India’s fossil fuel dependency is here to stay

Ashish Gupta, Observer Research Foundation

In recent years, the issue of electrifying households of the rural population has become a regular feature in the Indian media. In the ongoing climate debate rural populations are portrayed as vulnerable to climate change and they are advised to stay away from fossil fuel based electricity. They are told that they can save themselves from climate related disasters if they consume electricity from off-grid renewable sources. The idea appeals to them if grid based electricity is unavailable. Renewable energy is propagated as the best way forward for India in the name of climate change and environmental sustainability. This argument is becoming the basis for large projection for renewable energy in the fuel mix for the future. There is no doubt that the share of renewable energy will increase as developing nations succumb to the advise of western nation. But will this wipe out dependence on coal based electricity generation?
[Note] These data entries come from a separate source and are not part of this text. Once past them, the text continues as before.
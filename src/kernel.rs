// SPDX-License-Identifier: MPL-2.0

//! Convolution kernels sampled on the transform grid.
//!
//! A kernel is synthesized in the space domain at wrapped offsets from the
//! origin (offsets beyond half the size fold to negative values, matching the
//! unshifted layout of the FFT), then normalized so that its real values sum
//! to `1 / (width * height)`. After the forward transform the kernel therefore
//! has unit DC gain and also carries the normalization of the unnormalized
//! forward/inverse transform pair.

use crate::error::{Error, Result};
use crate::plane::Plane;
use crate::slice::Plan;

/// Filter family and parameters of a kernel.
#[derive(Debug, Clone, Copy, PartialEq)]
pub enum Kernel {
    /// Unit impulse, the filter that changes nothing.
    Identity,
    /// Gaussian blur.
    Gaussian {
        /// Standard deviation in pixels.
        weight: f64,
    },
    /// Mitchell-Netravali cubic (B = C = 1/3).
    Mitchell {
        /// Stretch factor, the support is `[-2 scale, 2 scale]`.
        scale: f64,
    },
    /// Separable Lanczos windowed sinc.
    Lanczos {
        /// Factor applied to pixel offsets before evaluation.
        scale: f64,
        /// Radius in pixels, samples further away are zero.
        a: u32,
    },
}

impl Kernel {
    /// Reject parameters for which synthesis is undefined.
    pub fn validate(&self) -> Result<()> {
        let positive = |name: &str, value: f64| {
            if value.is_finite() && value > 0.0 {
                Ok(())
            } else {
                Err(Error::Configuration(format!(
                    "invalid value for '{name}': {value}"
                )))
            }
        };
        match *self {
            Kernel::Identity => Ok(()),
            Kernel::Gaussian { weight } => positive("weight", weight),
            Kernel::Mitchell { scale } => positive("scale", scale),
            Kernel::Lanczos { scale, a } => {
                positive("scale", scale)?;
                if a == 0 {
                    return Err(Error::Configuration(
                        "invalid value for 'a': 0".to_string(),
                    ));
                }
                Ok(())
            }
        }
    }

    /// Sample the normalized kernel on a `width` x `height` grid.
    pub fn synthesize(&self, width: usize, height: usize) -> Result<Plane> {
        self.validate()?;
        let mut plane = Plane::zeroed(width, height)?;
        if plane.is_empty() {
            return Ok(plane);
        }
        match *self {
            Kernel::Identity => {
                *plane.get_mut(0, 0) = (1.0 / (width * height) as f64).into();
                return Ok(plane);
            }
            // Unscaled, normalize supplies the 1 / (2 pi weight^2) factor.
            // Tiny weights give an impulse, huge ones a flat kernel.
            Kernel::Gaussian { weight } => {
                fill(&mut plane, |dx, dy| {
                    (-0.5 * ((dx / weight).powi(2) + (dy / weight).powi(2))).exp()
                });
            }
            Kernel::Mitchell { scale } => {
                fill(&mut plane, |dx, dy| mitchell(dx.hypot(dy) / scale));
            }
            Kernel::Lanczos { scale, a } => {
                let a = f64::from(a);
                fill(&mut plane, |dx, dy| {
                    if dx.abs() > a || dy.abs() > a {
                        0.0
                    } else {
                        lanczos(dx * scale, a) * lanczos(dy * scale, a)
                    }
                });
            }
        }
        normalize(&mut plane)?;
        Ok(plane)
    }

    /// Synthesize the kernel and run its forward transform,
    /// ready to be multiplied with channel spectra of the same size.
    pub fn spectrum(&self, width: usize, height: usize) -> Result<Plane> {
        let mut plane = self.synthesize(width, height)?;
        Plan::forward(width, height).process(plane.as_mut_slice())?;
        tracing::debug!(kernel = ?self, width, height, "kernel spectrum ready");
        Ok(plane)
    }
}

/// Signed offset of index `v` on an axis of length `size`.
fn map_axis(v: usize, size: usize) -> f64 {
    if v < size / 2 {
        v as f64
    } else {
        v as f64 - size as f64
    }
}

fn fill(plane: &mut Plane, f: impl Fn(f64, f64) -> f64) {
    let (width, height) = plane.dimensions();
    for (y, row) in plane.rows_mut().enumerate() {
        let dy = map_axis(y, height);
        for (x, value) in row.iter_mut().enumerate() {
            *value = f(map_axis(x, width), dy).into();
        }
    }
}

/// Divide every sample by `width * height * sum`, dropping imaginary parts.
fn normalize(plane: &mut Plane) -> Result<()> {
    let sum = plane.real_sum();
    if !(sum.is_finite() && sum > 0.0) {
        return Err(Error::Configuration(format!(
            "kernel cannot be normalized, sum of samples is {sum}"
        )));
    }
    let scale = plane.len() as f64 * sum;
    for value in plane.as_mut_slice() {
        *value = (value.re / scale).into();
    }
    Ok(())
}

/// Mitchell-Netravali kernel with B=C=1/3.
/// Support is [-2, 2].
pub fn mitchell(x: f64) -> f64 {
    const B: f64 = 1.0 / 3.0;
    const C: f64 = 1.0 / 3.0;
    let x = x.abs();
    if x < 1.0 {
        ((12.0 - 9.0 * B - 6.0 * C) * x * x * x
            + (-18.0 + 12.0 * B + 6.0 * C) * x * x
            + (6.0 - 2.0 * B))
            / 6.0
    } else if x < 2.0 {
        ((-B - 6.0 * C) * x * x * x
            + (6.0 * B + 30.0 * C) * x * x
            + (-12.0 * B - 48.0 * C) * x
            + (8.0 * B + 24.0 * C))
            / 6.0
    } else {
        0.0
    }
}

/// One axis of the Lanczos kernel: `sin(x)/x * sin(x/a)/(x/a)`, 1 at the origin.
pub fn lanczos(x: f64, a: f64) -> f64 {
    if x == 0.0 {
        return 1.0;
    }
    let xa = x / a;
    (x.sin() / x) * (xa.sin() / xa)
}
In India, financial sustainability for utilities has become a bigger challenge than environmental sustainability. Growing energy demand and declining public spending are contributing to further changing the roles of the government and private sector. This reallocation of responsibilities creates an uncertain business and political environment with frequently changing and sometimes contradictory regulations and, most often, excessive demands on utilities. The primary responsibility of the utilities is to provide reliable supply of power at affordable rates. Therefore the utilities not only have to provide power which is priced low but at the same time maintain their financial sustainability. Needless to say, this sustainability can only be maintained through cheap fossil fuel based electricity.

Secondly, renewable power by definition will be concentrated in those areas where the natural resource is available. These natural resources are usually concentrated in certain geographies. Wind power generation is concentrated in Rajasthan, Gujarat, and Tamil Nadu. However the local grid is often unable to absorb intermittent renewable power.

Thirdly, if energy access is to be provided with renewable energy then the whole transmission system will need a makeover. Given the current transmission infrastructure the integration of renewable power is not only difficult but also not viable. To erect such a transmission infrastructure huge investment will be required. As per the Power Trading Corporation of India the renewable sector will need an investment around Rs 12 lakh crore (Rs 12,000 billion) in the next five to seven years. Where will this money come from? This means additional support will come either from the government or from public utilities. This means that the financial burden on tax payers and electricity utilities will increase. They will be burdened twice, first on the investment front and secondly on the payment front. Given the price sensitive nature of Indian consumers, who is going to pay for costly power?  In fact, the more we add renewable power to the grid, the more will be the financial burden of the utilities.

India’s electricity sector is predominantly dependent on fossil fuels. 70% of the primary energy mix is from fossil fuels. Coal is the least expensive fossil fuel for power generation. This will continue and coal will remain the most important fuel for power generation in the years to come. India’s fossil fuel based dependency is not by choice but by compulsion. The best way forward is to improve the efficiency of coal mining, coal conversion and utilization process. Setting targets for energy efficiency and water consumption in the processing steps would result in a more cost-effective and environmentally sustainable coal sector. This will also help conserve coal. Investment in adaptation approach is more important than mitigation approach to address the climate challenge.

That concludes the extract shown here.